▶ Source material:
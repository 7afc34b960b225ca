//! HTTP error mapping
//!
//! Every failure leaves the API as `{"error": {"code", "message"}}`.

use axum::{
    extract::rejection::{JsonRejection, QueryRejection},
    http::StatusCode,
    response::{IntoResponse, Response},
    Json,
};
use serde_json::json;
use thiserror::Error;

/// API error type
#[derive(Debug, Error)]
pub enum ApiError {
    /// Resource not found (404)
    #[error("Resource not found: {0}")]
    NotFound(String),

    /// Invalid request (400)
    #[error("Invalid request: {0}")]
    BadRequest(String),

    /// Internal server error (500)
    #[error("Internal server error: {0}")]
    Internal(String),
}

impl From<bigboard_common::Error> for ApiError {
    fn from(err: bigboard_common::Error) -> Self {
        use bigboard_common::Error;
        match err {
            Error::NotFound(what) => ApiError::NotFound(what),
            Error::Validation(msg) => ApiError::BadRequest(msg),
            other => ApiError::Internal(other.to_string()),
        }
    }
}

impl From<JsonRejection> for ApiError {
    fn from(rejection: JsonRejection) -> Self {
        ApiError::BadRequest(rejection.body_text())
    }
}

impl From<QueryRejection> for ApiError {
    fn from(rejection: QueryRejection) -> Self {
        ApiError::BadRequest(rejection.body_text())
    }
}

impl IntoResponse for ApiError {
    fn into_response(self) -> Response {
        let (status, error_code, message) = match self {
            ApiError::NotFound(msg) => (StatusCode::NOT_FOUND, "NOT_FOUND", msg),
            ApiError::BadRequest(msg) => (StatusCode::BAD_REQUEST, "BAD_REQUEST", msg),
            ApiError::Internal(msg) => {
                tracing::error!("Request failed: {}", msg);
                (StatusCode::INTERNAL_SERVER_ERROR, "INTERNAL_ERROR", msg)
            }
        };

        let body = Json(json!({
            "error": {
                "code": error_code,
                "message": message,
            }
        }));

        (status, body).into_response()
    }
}

/// Result type for API handlers
pub type ApiResult<T> = Result<T, ApiError>;

#[cfg(test)]
mod tests {
    use super::*;

    #[test]
    fn test_common_errors_map_to_status() {
        let cases = [
            (bigboard_common::Error::NotFound("item 3".into()), StatusCode::NOT_FOUND),
            (bigboard_common::Error::Validation("bad date".into()), StatusCode::BAD_REQUEST),
            (bigboard_common::Error::Internal("boom".into()), StatusCode::INTERNAL_SERVER_ERROR),
            (bigboard_common::Error::Config("bad".into()), StatusCode::INTERNAL_SERVER_ERROR),
        ];
        for (err, status) in cases {
            assert_eq!(ApiError::from(err).into_response().status(), status);
        }
    }
}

▶ Task to complete:
Reproduce the entries exactly, dropping nothing.

▶ Exercise result:
repository 7afc34b960b225ca
//! HTTP error mapping
//!
//! Every failure leaves the API as `{"error": {"code", "message"}}`.

use axum::{
    extract::rejection::{JsonRejection, QueryRejection},
    http::StatusCode,
    response::{IntoResponse, Response},
    Json,
};
use serde_json::json;
use thiserror::Error;

/// API error type
#[derive(Debug, Error)]
pub enum ApiError {
    /// Resource not found (404)
    #[error("Resource not found: {0}")]
    NotFound(String),

    /// Invalid request (400)
    #[error("Invalid request: {0}")]
    BadRequest(String),

    /// Internal server error (500)
    #[error("Internal server error: {0}")]
    Internal(String),
}

impl From<bigboard_common::Error> for ApiError {
    fn from(err: bigboard_common::Error) -> Self {
        use bigboard_common::Error;
        match err {
            Error::NotFound(what) => ApiError::NotFound(what),
            Error::Validation(msg) => ApiError::BadRequest(msg),
            other => ApiError::Internal(other.to_string()),
        }
    }
}

impl From<JsonRejection> for ApiError {
    fn from(rejection: JsonRejection) -> Self {
        ApiError::BadRequest(rejection.body_text())
    }
}

impl From<QueryRejection> for ApiError {
    fn from(rejection: QueryRejection) -> Self {
        ApiError::BadRequest(rejection.body_text())
    }
}

impl IntoResponse for ApiError {
    fn into_response(self) -> Response {
        let (status, error_code, message) = match self {
            ApiError::NotFound(msg) => (StatusCode::NOT_FOUND, "NOT_FOUND", msg),
            ApiError::BadRequest(msg) => (StatusCode::BAD_REQUEST, "BAD_REQUEST", msg),
            ApiError::Internal(msg) => {
                tracing::error!("Request failed: {}", msg);
                (StatusCode::INTERNAL_SERVER_ERROR, "INTERNAL_ERROR", msg)
            }
        };

        let body = Json(json!({
            "error": {
                "code": error_code,
                "message": message,
            }
        }));

        (status, body).into_response()
    }
}

/// Result type for API handlers
pub type ApiResult<T> = Result<T, ApiError>;

#[cfg(test)]
mod tests {
    use super::*;

    #[test]
    fn test_common_errors_map_to_status() {
        let cases = [
            (bigboard_common::Error::NotFound("item 3".into()), StatusCode::NOT_FOUND),
            (bigboard_common::Error::Validation("bad date".into()), StatusCode::BAD_REQUEST),
            (bigboard_common::Error::Internal("boom".into()), StatusCode::INTERNAL_SERVER_ERROR),
            (bigboard_common::Error::Config("bad".into()), StatusCode::INTERNAL_SERVER_ERROR),
        ];
        for (err, status) in cases {
            assert_eq!(ApiError::from(err).into_response().status(), status);
        }
    }
}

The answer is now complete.